Лапута вдруг встала, все посмотрели на нее.
– Вот что, – произнесла троллиха, шагнув к двери. – Мне ваши дела ни к чему. И вообще, мне за эльфийками следить надо, как бы они опять чего не поперли. Значит, вы тут все решайте, а потом валите себе по-тихому. Факел потушите, дверь прикроете… Вы, двое, – она ткнула пальцем в сторону братьев, – и думать не могите здесь свалку устраивать. Пен, тебя это тоже касается. Ежели шум подымется или я наутро жмурика в комнате увижу, то, попомните мое слово, назавтра приду и вам бошки пораскраиваю. Это ясно? – Она многозначительно обвела всех взглядом и сказала маячившему в дверях Хорьку: – Решайте, как с борделем, берете или нет, и побыстрее. А ну, посунься, малый…
Твюдж причмокнул, насмешливо поклонившись, шагнул в сторону. Лапута кивнула мне и вышла. Пока все провожали ее взглядами, я положил на стол мешочек и завязанную узлом тряпицу – когда они повернули готовы обратно, концы этой тряпицы были зажаты в моей ладони, а мешочек уже оказался развязанным, так что присутствующие смогли разглядеть блеск золота.
– Чаво? – настороженно поинтересовался Бром.
Я поднял брови.
– Что ты имеешь в виду? Это… – Я щелкнул пальцем по верхней монете. – Или это… – Я приподнял тряпицу над столом.
– И то и то.
– Золото, – любезно пояснил я. – Жабья икра. – И чтобы придать весу своим словам, шмякнул тряпицей о столешницу.

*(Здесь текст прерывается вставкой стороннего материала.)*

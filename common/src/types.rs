//! 解析リクエスト・レスポンスの型定義
//!
//! - AnalysisInput: 送信するテキストと添付画像
//! - RawResponse: 解析サービスが返す未整形のJSONオブジェクト
//! - NormalizedResult: 表示用に全フィールドを補完した結果

use serde::{Deserialize, Serialize};
use serde_json::{Map, Value};

/// 感情ラベルが取得できない場合の既定値
pub const DEFAULT_SENTIMENT_LABEL: &str = "Unknown";

/// トピックが取得できない場合の既定値
pub const DEFAULT_TOPIC: &str = "General";

/// 自動応答文が取得できない場合の既定値
pub const DEFAULT_AUTOMATED_RESPONSE: &str =
    "Thank you for your feedback. We'll review this content accordingly.";

/// 添付ファイル（画像）
#[derive(Debug, Clone, PartialEq, Eq)]
pub struct Attachment {
    pub file_name: String,
    pub bytes: Vec<u8>,
}

impl Attachment {
    pub fn new(file_name: impl Into<String>, bytes: Vec<u8>) -> Self {
        Self {
            file_name: file_name.into(),
            bytes,
        }
    }

    /// 拡張子からMIMEタイプを推定（不明な場合は application/octet-stream）
    pub fn mime_type(&self) -> &'static str {
        let ext = self
            .file_name
            .rsplit_once('.')
            .map(|(_, ext)| ext.to_ascii_lowercase())
            .unwrap_or_default();

        match ext.as_str() {
            "jpg" | "jpeg" => "image/jpeg",
            "png" => "image/png",
            "gif" => "image/gif",
            "webp" => "image/webp",
            "bmp" => "image/bmp",
            "tif" | "tiff" => "image/tiff",
            _ => "application/octet-stream",
        }
    }
}

/// 解析対象の入力
#[derive(Debug, Clone, Default, PartialEq, Eq)]
pub struct AnalysisInput {
    pub text: String,
    pub attachment: Option<Attachment>,
}

impl AnalysisInput {
    pub fn new(text: impl Into<String>) -> Self {
        Self {
            text: text.into(),
            attachment: None,
        }
    }

    pub fn with_attachment(mut self, attachment: Attachment) -> Self {
        self.attachment = Some(attachment);
        self
    }

    /// テキスト（空でない）か添付ファイルの少なくとも一方があるか
    pub fn is_submittable(&self) -> bool {
        !self.text.is_empty() || self.attachment.is_some()
    }
}

/// 解析サービスの生レスポンス
///
/// フィールドはすべて任意で、同じフィールドが文字列・オブジェクト・
/// 候補リストのいずれの形でも届きうる。
#[derive(Debug, Clone, Default, PartialEq, Serialize, Deserialize)]
#[serde(transparent)]
pub struct RawResponse(Map<String, Value>);

impl RawResponse {
    pub fn new() -> Self {
        Self::default()
    }

    /// JSONオブジェクトであればRawResponseに変換
    pub fn from_value(value: Value) -> Option<Self> {
        match value {
            Value::Object(map) => Some(Self(map)),
            _ => None,
        }
    }

    pub fn get(&self, field: &str) -> Option<&Value> {
        self.0.get(field)
    }

    pub fn insert(&mut self, field: impl Into<String>, value: Value) {
        self.0.insert(field.into(), value);
    }

    pub fn len(&self) -> usize {
        self.0.len()
    }

    pub fn is_empty(&self) -> bool {
        self.0.is_empty()
    }
}

impl From<Map<String, Value>> for RawResponse {
    fn from(map: Map<String, Value>) -> Self {
        Self(map)
    }
}

/// 表示用の正規化済み結果
#[derive(Debug, Clone, PartialEq, Serialize, Deserialize)]
#[serde(rename_all = "camelCase")]
pub struct NormalizedResult {
    /// 小文字化済みの感情ラベル（取得できない場合は "Unknown"）
    pub sentiment_label: String,
    pub text_summary: String,
    pub topic: String,
    pub ocr_text: String,
    /// 0.0〜1.0
    pub text_toxicity: f64,
    /// 0.0〜1.0
    pub image_toxicity: f64,
    /// None の場合は画像カテゴリ自体を表示しない
    #[serde(default, skip_serializing_if = "Option::is_none")]
    pub image_label: Option<String>,
    pub automated_response: String,
}

impl Default for NormalizedResult {
    fn default() -> Self {
        Self {
            sentiment_label: DEFAULT_SENTIMENT_LABEL.to_string(),
            text_summary: String::new(),
            topic: DEFAULT_TOPIC.to_string(),
            ocr_text: String::new(),
            text_toxicity: 0.0,
            image_toxicity: 0.0,
            image_label: None,
            automated_response: DEFAULT_AUTOMATED_RESPONSE.to_string(),
        }
    }
}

Бром повалился на пол, успев вцепиться в спинку стула Грама и опрокинув того за собой. Пиндос, громко выдохнув, съежился и закрыл голову руками. Хорек выветрился из дверного проема, только Пен остался сидеть, холодно глядя на меня, хотя на лбу его выступили бисеринки пота.
– Опа! – воскликнул я. – Ничего, да? Хороша, знать, икра… А если сильнее? Ты как думаешь, старик?.. – Я занес руку над головой, собираясь шмякнуть тряпицей об стол.
– Ладно, прекрати! – крикнул Галат. – Успокойся! Никто не собирается сейчас тебя резать, Джа! Говори, чего ты хочешь?
Гоблины вылезли из-под стола и с опаской уставились на меня. Пиндос прошептал:
– Да он же двинулся совсем! Ты глянь, у него и рожа другая стала, и зенки шальные.
Из-за дверного косяка показалась голова Хорька, челюсти его работали с удвоенной силой.
– Сколько Лапута за «Облако» просит? – спросил я, опуская руку. – Пятьсот? Вот, держите часть… – Я толкнул мешочек так, что монеты рассыпались по столу. – Остальное сами соберете. Это вам за то, чтоб вы с Лапутой честно обошлись и завтра же на рассвете ей все деньги отдали. Боитесь, что из-за меня шум по городу пойдет и Самурай ваши доли в порту себе заберет? Но он и так к ним подбирается. Вчера Ханум Арабески завалил, слышали, наверное? Самурай мой личный враг. Я с ним разберусь… – Я встал, не выпуская из руки тряпицу. – Есть вопросы, Пен?